_WHAT IS NEEDED_
Please copy, exactly as they appear below, the lines from the one containing "(outcome, BookSummary::of(&state))" through the one containing "were cancelled before.".

(Data excerpts)
Content starts

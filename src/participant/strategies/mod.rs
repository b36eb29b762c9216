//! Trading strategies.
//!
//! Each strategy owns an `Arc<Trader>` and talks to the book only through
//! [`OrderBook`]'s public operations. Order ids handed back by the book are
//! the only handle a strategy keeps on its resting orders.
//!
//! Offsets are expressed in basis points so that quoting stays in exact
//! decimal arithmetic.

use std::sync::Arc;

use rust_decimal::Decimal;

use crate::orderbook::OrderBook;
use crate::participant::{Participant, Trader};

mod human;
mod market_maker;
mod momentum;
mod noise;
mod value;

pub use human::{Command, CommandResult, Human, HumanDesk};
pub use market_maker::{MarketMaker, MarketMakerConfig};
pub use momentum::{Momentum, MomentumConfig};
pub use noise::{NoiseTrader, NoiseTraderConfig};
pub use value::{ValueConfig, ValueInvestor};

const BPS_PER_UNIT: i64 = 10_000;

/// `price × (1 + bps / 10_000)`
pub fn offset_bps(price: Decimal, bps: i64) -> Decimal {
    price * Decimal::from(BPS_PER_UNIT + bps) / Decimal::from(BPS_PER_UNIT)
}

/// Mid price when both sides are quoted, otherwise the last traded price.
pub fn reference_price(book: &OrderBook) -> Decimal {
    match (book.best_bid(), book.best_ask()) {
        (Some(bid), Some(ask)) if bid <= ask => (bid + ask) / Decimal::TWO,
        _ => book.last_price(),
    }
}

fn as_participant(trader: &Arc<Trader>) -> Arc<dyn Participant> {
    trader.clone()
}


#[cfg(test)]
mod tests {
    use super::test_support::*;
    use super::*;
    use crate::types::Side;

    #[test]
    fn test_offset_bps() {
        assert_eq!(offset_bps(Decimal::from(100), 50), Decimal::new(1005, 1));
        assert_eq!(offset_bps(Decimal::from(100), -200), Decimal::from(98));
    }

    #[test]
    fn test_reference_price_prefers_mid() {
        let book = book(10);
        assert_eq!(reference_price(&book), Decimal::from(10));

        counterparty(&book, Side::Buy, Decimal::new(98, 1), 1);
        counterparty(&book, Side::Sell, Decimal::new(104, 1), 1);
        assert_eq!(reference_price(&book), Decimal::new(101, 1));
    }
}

Content ends
Content starts

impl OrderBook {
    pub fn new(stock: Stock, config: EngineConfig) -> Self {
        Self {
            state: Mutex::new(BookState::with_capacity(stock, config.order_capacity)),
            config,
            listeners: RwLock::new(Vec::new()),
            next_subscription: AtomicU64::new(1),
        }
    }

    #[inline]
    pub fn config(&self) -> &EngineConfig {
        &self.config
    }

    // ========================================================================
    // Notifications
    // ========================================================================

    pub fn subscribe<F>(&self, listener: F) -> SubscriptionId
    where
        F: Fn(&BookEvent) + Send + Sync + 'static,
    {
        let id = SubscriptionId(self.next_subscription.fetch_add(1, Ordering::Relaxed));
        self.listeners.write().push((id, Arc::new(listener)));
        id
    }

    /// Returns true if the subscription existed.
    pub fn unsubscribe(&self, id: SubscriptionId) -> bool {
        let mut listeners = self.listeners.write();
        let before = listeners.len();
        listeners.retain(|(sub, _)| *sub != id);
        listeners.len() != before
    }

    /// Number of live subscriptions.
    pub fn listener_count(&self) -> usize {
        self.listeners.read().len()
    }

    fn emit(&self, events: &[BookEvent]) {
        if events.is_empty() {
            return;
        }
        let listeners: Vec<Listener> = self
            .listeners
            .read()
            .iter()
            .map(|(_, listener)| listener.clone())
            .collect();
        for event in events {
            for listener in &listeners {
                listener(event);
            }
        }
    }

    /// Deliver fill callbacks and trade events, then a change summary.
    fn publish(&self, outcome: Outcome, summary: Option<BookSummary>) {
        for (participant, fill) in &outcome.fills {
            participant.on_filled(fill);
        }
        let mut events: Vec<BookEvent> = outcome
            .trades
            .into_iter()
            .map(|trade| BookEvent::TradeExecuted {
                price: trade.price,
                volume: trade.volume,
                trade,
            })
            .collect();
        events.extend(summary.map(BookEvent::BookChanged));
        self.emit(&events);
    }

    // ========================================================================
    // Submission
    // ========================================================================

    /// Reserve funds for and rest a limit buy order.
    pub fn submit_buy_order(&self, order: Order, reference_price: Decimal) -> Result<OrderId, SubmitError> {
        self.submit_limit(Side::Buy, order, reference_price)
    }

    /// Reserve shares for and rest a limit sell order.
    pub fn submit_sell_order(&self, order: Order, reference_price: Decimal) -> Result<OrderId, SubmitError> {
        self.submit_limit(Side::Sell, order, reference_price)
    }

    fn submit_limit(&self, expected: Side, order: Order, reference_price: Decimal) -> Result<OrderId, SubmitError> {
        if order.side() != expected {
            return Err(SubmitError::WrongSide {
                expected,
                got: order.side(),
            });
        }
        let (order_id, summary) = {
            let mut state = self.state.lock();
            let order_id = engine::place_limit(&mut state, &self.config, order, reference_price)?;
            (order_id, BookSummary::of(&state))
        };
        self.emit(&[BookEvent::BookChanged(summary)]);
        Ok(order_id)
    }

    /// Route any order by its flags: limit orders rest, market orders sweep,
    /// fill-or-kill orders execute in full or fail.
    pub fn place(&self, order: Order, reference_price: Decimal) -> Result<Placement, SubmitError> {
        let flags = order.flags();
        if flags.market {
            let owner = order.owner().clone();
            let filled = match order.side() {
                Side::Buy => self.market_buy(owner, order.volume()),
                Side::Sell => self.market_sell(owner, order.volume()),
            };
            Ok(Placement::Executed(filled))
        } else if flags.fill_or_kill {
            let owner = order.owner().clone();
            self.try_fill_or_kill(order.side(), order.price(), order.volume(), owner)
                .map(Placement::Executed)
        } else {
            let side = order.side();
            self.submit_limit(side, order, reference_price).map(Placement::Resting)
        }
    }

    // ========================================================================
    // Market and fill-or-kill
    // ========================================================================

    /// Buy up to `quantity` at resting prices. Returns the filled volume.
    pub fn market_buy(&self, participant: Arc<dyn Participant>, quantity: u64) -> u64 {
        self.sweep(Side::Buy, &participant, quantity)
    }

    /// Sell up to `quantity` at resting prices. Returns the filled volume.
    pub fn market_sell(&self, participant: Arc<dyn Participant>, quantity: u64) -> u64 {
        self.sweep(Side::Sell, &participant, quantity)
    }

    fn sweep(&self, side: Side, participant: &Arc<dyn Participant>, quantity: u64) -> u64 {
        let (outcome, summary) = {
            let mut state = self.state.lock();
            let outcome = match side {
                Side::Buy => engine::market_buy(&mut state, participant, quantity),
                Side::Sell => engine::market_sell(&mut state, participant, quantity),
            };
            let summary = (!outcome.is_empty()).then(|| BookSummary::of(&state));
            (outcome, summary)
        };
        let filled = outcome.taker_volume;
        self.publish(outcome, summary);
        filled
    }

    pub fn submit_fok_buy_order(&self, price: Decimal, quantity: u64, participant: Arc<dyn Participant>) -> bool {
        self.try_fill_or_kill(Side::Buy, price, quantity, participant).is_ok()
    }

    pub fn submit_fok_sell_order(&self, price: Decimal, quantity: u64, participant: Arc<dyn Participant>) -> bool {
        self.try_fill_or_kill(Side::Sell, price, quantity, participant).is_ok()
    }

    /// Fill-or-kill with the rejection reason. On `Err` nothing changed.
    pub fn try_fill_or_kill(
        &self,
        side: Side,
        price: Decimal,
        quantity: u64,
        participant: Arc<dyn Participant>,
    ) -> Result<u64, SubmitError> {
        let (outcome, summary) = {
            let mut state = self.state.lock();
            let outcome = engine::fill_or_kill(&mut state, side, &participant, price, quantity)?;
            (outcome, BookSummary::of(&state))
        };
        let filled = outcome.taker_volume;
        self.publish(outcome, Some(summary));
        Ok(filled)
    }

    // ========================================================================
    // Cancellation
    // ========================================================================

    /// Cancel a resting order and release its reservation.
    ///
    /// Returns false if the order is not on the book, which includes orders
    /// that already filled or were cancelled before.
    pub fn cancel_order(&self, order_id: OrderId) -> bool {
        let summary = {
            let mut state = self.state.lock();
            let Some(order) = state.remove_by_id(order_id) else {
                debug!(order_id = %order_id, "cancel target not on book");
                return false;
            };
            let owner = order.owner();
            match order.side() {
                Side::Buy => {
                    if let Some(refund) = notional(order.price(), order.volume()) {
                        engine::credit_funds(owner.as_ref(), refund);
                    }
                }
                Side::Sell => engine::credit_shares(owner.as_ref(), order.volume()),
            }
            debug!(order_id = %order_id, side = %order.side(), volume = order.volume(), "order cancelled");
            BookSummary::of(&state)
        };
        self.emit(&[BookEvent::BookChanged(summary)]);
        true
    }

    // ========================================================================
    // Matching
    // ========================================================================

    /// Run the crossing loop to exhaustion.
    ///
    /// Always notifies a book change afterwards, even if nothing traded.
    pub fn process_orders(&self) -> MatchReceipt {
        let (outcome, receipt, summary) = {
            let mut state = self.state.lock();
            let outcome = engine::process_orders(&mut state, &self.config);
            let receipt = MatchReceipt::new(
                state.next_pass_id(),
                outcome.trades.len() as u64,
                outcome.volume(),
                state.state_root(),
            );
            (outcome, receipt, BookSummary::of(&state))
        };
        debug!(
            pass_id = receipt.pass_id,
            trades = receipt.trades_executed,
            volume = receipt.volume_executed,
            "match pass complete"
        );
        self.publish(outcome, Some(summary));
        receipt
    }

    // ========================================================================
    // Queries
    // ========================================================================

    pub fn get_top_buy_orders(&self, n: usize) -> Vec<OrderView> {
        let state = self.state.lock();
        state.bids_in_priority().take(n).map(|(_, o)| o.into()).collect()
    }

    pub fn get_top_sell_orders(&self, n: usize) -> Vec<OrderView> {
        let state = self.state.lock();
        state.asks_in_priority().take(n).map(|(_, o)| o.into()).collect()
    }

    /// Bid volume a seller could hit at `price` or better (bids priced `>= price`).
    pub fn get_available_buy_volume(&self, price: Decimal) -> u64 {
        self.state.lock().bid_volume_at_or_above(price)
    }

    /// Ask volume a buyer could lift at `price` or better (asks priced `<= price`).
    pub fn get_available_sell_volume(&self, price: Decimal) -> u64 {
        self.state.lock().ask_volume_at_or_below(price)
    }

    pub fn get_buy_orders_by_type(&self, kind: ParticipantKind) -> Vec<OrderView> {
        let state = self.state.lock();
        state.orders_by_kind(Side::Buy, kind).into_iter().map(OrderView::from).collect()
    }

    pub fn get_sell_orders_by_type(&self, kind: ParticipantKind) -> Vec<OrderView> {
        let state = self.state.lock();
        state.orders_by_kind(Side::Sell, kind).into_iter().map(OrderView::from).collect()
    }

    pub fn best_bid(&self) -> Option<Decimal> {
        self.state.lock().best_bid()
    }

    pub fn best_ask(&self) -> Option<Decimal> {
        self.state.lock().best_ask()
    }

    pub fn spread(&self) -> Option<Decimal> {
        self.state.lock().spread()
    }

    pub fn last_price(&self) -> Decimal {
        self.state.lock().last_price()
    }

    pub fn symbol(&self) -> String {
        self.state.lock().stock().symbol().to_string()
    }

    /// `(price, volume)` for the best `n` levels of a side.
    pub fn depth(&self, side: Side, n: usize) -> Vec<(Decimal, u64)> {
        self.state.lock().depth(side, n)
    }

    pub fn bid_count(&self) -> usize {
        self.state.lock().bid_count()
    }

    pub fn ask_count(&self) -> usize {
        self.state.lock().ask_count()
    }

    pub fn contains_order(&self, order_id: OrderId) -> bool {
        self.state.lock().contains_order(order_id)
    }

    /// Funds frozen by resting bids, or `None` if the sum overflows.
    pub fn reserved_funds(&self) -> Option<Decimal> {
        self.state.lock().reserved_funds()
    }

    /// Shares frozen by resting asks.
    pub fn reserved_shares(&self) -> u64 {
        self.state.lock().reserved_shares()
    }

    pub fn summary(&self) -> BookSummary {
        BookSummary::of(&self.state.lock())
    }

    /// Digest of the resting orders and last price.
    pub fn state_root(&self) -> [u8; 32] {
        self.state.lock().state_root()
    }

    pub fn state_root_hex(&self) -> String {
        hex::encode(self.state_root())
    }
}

Content ends

_ANSWER_
            (outcome, BookSummary::of(&state))
        };
        let filled = outcome.taker_volume;
        self.publish(outcome, Some(summary));
        Ok(filled)
    }

    // ========================================================================
    // Cancellation
    // ========================================================================

    /// Cancel a resting order and release its reservation.
    ///
    /// Returns false if the order is not on the book, which includes orders
    /// that already filled or were cancelled before.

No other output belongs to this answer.